START SUPPLIED RECORDS

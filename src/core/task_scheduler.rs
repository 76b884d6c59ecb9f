//! 任务池：每条 mention 一个后台任务，Semaphore 限制同时运行的数量
//!
//! spawn 后不等待结果（fire-and-forget）；许可在任务内部获取，因此 spawn 本身不会阻塞轮询循环。

use std::future::Future;
use std::sync::atomic::{AtomicU64, Ordering};
use std::sync::Arc;

use tokio::sync::Semaphore;

/// 任务 ID（仅用于日志）
#[derive(Clone, Copy, PartialEq, Eq, Hash, Debug)]
pub struct TaskId(u64);

static NEXT_TASK_ID: AtomicU64 = AtomicU64::new(0);

impl Default for TaskId {
    fn default() -> Self {
        Self::new()
    }
}

impl TaskId {
    pub fn new() -> Self {
        Self(NEXT_TASK_ID.fetch_add(1, Ordering::Relaxed))
    }
}

impl std::fmt::Display for TaskId {
    fn fmt(&self, f: &mut std::fmt::Formatter<'_>) -> std::fmt::Result {
        write!(f, "task-{}", self.0)
    }
}

/// 有界任务池
#[derive(Clone)]
pub struct TaskPool {
    permits: Arc<Semaphore>,
}

impl TaskPool {
    pub fn new(max_concurrent: usize) -> Self {
        Self {
            permits: Arc::new(Semaphore::new(max_concurrent.max(1))),
        }
    }

    /// 启动后台任务，超过并发上限时在任务内排队
    pub fn spawn<F>(&self, label: &str, fut: F) -> TaskId
    where
        F: Future<Output = ()> + Send + 'static,
    {
        let id = TaskId::new();
        let permits = Arc::clone(&self.permits);
        let label = label.to_string();
        tokio::spawn(async move {
            let Ok(_permit) = permits.acquire_owned().await else {
                tracing::warn!("{} ({}) dropped: task pool closed", id, label);
                return;
            };
            tracing::debug!("{} started: {}", id, label);
            fut.await;
            tracing::debug!("{} finished: {}", id, label);
        });
        id
    }

    /// 当前空闲许可数
    pub fn available(&self) -> usize {
        self.permits.available_permits()
    }
}

impl Default for TaskPool {
    fn default() -> Self {
        Self::new(16)
    }
}
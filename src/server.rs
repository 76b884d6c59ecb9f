//! HTTP 服务：健康检查与任务结果页
//!
//! - GET /health → "OK"
//! - GET /results/{job_id} → 该任务所有执行记录及其 stdout（HTML）

use std::sync::Arc;

use axum::{
    extract::{Path, State},
    http::StatusCode,
    response::{Html, IntoResponse, Response},
    routing::get,
    Router,
};

use crate::core::BotError;
use crate::orchestrator::{Execution, OrchestratorClient};

#[derive(Clone)]
pub struct ServerState {
    pub orchestrator: Arc<dyn OrchestratorClient>,
}

pub fn create_router(state: ServerState) -> Router {
    Router::new()
        .route("/health", get(|| async { "OK" }))
        .route("/results/:job_id", get(job_result))
        .with_state(state)
}

/// 绑定端口并运行，直到 shutdown 被取消
pub async fn serve(
    state: ServerState,
    port: u16,
    shutdown: tokio_util::sync::CancellationToken,
) -> std::io::Result<()> {
    let addr = std::net::SocketAddr::from(([0, 0, 0, 0], port));
    let listener = tokio::net::TcpListener::bind(addr).await?;
    tracing::info!("Result server listening on http://{}", addr);
    axum::serve(listener, create_router(state))
        .with_graceful_shutdown(async move { shutdown.cancelled().await })
        .await
}

async fn job_result(State(state): State<ServerState>, Path(job_id): Path<String>) -> Response {
    match executions(state.orchestrator.as_ref(), &job_id).await {
        Ok(items) if items.iter().any(Execution::has_output) => {
            Html(render_page(&job_id, &items)).into_response()
        }
        Ok(_) => (StatusCode::NOT_FOUND, Html(render_pending(&job_id))).into_response(),
        Err(e) => {
            tracing::warn!("Could not load results for {}: {}", job_id, e);
            (StatusCode::BAD_GATEWAY, "Could not reach the orchestrator").into_response()
        }
    }
}

async fn executions(client: &dyn OrchestratorClient, job_id: &str) -> Result<Vec<Execution>, BotError> {
    let token = if client.requires_auth() {
        Some(client.auth_token().await?)
    } else {
        None
    };
    client.list_executions(job_id, token.as_deref()).await
}

fn render_page(job_id: &str, executions: &[Execution]) -> String {
    let mut body = String::new();
    for exec in executions {
        body.push_str(&format!(
            "<h2>Execution {}</h2><pre>{}</pre>",
            escape_html(&exec.id),
            escape_html(exec.stdout.trim_end())
        ));
    }
    wrap(job_id, &body)
}

fn render_pending(job_id: &str) -> String {
    wrap(job_id, "<p>No results yet. Try again in a minute.</p>")
}

fn wrap(job_id: &str, body: &str) -> String {
    format!(
        "<!DOCTYPE html>\n<html><head><meta charset=\"utf-8\"><title>Job {id}</title></head>\
         <body><h1>Job {id}</h1>{body}</body></html>",
        id = escape_html(job_id),
    )
}

fn escape_html(s: &str) -> String {
    let mut out = String::with_capacity(s.len());
    for c in s.chars() {
        match c {
            '&' => out.push_str("&amp;"),
            '<' => out.push_str("&lt;"),
            '>' => out.push_str("&gt;"),
            '"' => out.push_str("&quot;"),
            '\'' => out.push_str("&#39;"),
            _ => out.push(c),
        }
    }
    out
}
//! 外部集成：Bluesky、对象存储、Gancho 短链（均为薄 HTTP 客户端）

pub mod bluesky;
pub mod shortener;
pub mod storage;

pub use bluesky::{BlueskyClient, Notification};
pub use shortener::Shortener;
pub use storage::ObjectStore;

END SUPPLIED RECORDS

In the records above, how many lines contain the word "crate"? Say only the number.

2